His long nose was red with the thread-like veins that Tathrin's father had warned him indicated an unwise drinker. He'd note that down against this man's name. Kierst, he remembered that one.
"You get the better bargain trading towards Selerima, Wyess," the disgruntled fur trader continued. "More than any of us who trade to the south and west. All those towns along the East Road know it's in their best interests to keep the highway in good repair."
"Wine, masters?" A Guild servant proffered a tray of goblets.
Tathrin waited to see the other three attendants each take one before doing so himself. As Wyess drank, Tathrin merely moistened his own lips. He wondered how he might go about learning the names of the other merchants' attendants since they evidently weren't going to be introduced.
"Aldabreshin glass." Garvan, the black-clad smith who'd heard that the mountain rivers were flowing again, studied the elegant goblet. "Does anyone know what the Guilds of Col are planning to do about those accursed corsairs plaguing the Caladhrian coast? I had a half-share in a cargo that left the Archipelago last Summer Solstice. It was lost somewhere, never to be seen again."
Tathrin listened carefully. He thought the smith was from Lescar, but whatever dialect coloured his words was so faint as to be unidentifiable.

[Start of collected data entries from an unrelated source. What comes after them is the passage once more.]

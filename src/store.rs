//! The capability surface the engine needs from an object store.
//!
//! The engine is polymorphic over any [`ObjectStore`] implementation; the
//! only shipped implementation is [`crate::gcs::GcsObjectStore`], but tests
//! substitute a [`MockObjectStore`] (generated by `mockall`) or a
//! hand-written in-memory fake.

use bytes::Bytes;

use crate::error::AdapterError;
use crate::retry::RetryPolicy;

/// Low-level operations against a bucket-scoped object store.
///
/// Implementations must be safe to share across concurrent calls: the
/// orchestrator may run several group tasks against the same store instance
/// at once (see the concurrency notes on
/// [`crate::planner::dataflux_download`]).
#[cfg_attr(test, mockall::automock)]
#[async_trait::async_trait]
pub trait ObjectStore: Send + Sync {
    /// Download the full contents of `name` in `bucket`.
    async fn download(
        &self,
        bucket: &str,
        name: &str,
        retry: &RetryPolicy,
    ) -> Result<Bytes, AdapterError>;

    /// Create a composite object at `bucket`/`dest_name` that is the ordered
    /// byte-concatenation of `sources`. Callers are responsible for ensuring
    /// `sources.len() <= `[`crate::model::MAX_COMPOSE`]` before calling this;
    /// implementations may still reject an oversized call.
    async fn compose(
        &self,
        bucket: &str,
        dest_name: &str,
        sources: &[String],
        retry: &RetryPolicy,
    ) -> Result<(), AdapterError>;

    /// Delete `name` from `bucket`. Implementations should treat deleting an
    /// already-absent object as success (idempotent removal).
    async fn delete(
        &self,
        bucket: &str,
        name: &str,
        retry: &RetryPolicy,
    ) -> Result<(), AdapterError>;
}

"I hear the Justiciars are issuing licences to any privateer who can round up a ship and a crew," Wyess commented. "There's rumour the Guilds are planning to approach the Archmage, to ask him to send wizards to defend their waters."
"You don't have much to worry about," sniffed Kierst, the fur merchant who was so unhappy with the notion of a road levy. "No corsair ship has ever yet come as far north as Col and that's as far south as you trade." He raised his glass and drained it.

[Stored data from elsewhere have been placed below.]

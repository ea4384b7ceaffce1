//! Error types for the object-store adapter boundary.

use std::fmt;

use anyhow::Error;

/// The error taxonomy an [`crate::store::ObjectStore`] implementation must
/// sort its failures into.
///
/// This mirrors the three-way split a cloud storage client needs to make on
/// every call: "the object genuinely doesn't exist", "this is probably
/// transient and worth retrying", and "this call cannot succeed no matter how
/// many times we try it".
#[derive(Debug)]
pub enum AdapterError {
    /// The named object does not exist in the bucket.
    NotFound {
        /// The bucket that was queried.
        bucket: String,
        /// The object name that was not found.
        name: String,
    },
    /// A transient failure (network error, server 5xx, rate limiting).
    /// Callers may retry.
    Transient(Error),
    /// A failure that will not go away on retry (bad request, permission
    /// denied, malformed response).
    Fatal(Error),
}

impl fmt::Display for AdapterError {
    fn fmt(&self, f: &mut fmt::Formatter<'_>) -> fmt::Result {
        match self {
            AdapterError::NotFound { bucket, name } => {
                write!(f, "object not found: gs://{}/{}", bucket, name)
            }
            AdapterError::Transient(err) => write!(f, "transient storage error: {}", err),
            AdapterError::Fatal(err) => write!(f, "storage error: {}", err),
        }
    }
}

impl std::error::Error for AdapterError {
    fn source(&self) -> Option<&(dyn std::error::Error + 'static)> {
        match self {
            AdapterError::NotFound { .. } => None,
            AdapterError::Transient(err) | AdapterError::Fatal(err) => err.source(),
        }
    }
}

impl From<Error> for AdapterError {
    fn from(err: Error) -> Self {
        AdapterError::Fatal(err)
    }
}

impl From<serde_json::Error> for AdapterError {
    fn from(err: serde_json::Error) -> Self {
        AdapterError::Fatal(err.into())
    }
}

impl From<reqwest::Error> for AdapterError {
    fn from(err: reqwest::Error) -> Self {
        if err.is_timeout() || err.is_connect() {
            AdapterError::Transient(err.into())
        } else {
            AdapterError::Fatal(err.into())
        }
    }
}

/// A group was handed to the composer with more sources than the server
/// allows in a single compose call.
#[derive(Debug)]
pub struct TooManySources {
    /// How many sources were supplied.
    pub count: usize,
    /// The maximum allowed (see [`crate::model::MAX_COMPOSE`]).
    pub max: usize,
}

impl fmt::Display for TooManySources {
    fn fmt(&self, f: &mut fmt::Formatter<'_>) -> fmt::Result {
        write!(
            f,
            "cannot compose {} objects in one call, maximum is {}",
            self.count, self.max
        )
    }
}

impl std::error::Error for TooManySources {}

Tathrin wondered how much the man had already drunk that evening. His accent wasn't Lescari, nor yet of Vanam. Was he from one of the unschooled city-states like Friern, to which the university paid little heed for all the volume of their commerce?
"Rumour?" Garvan shook his head, his black hair sleek with perfumed oil. "I'll believe in wizards getting their hands dirty when I see it."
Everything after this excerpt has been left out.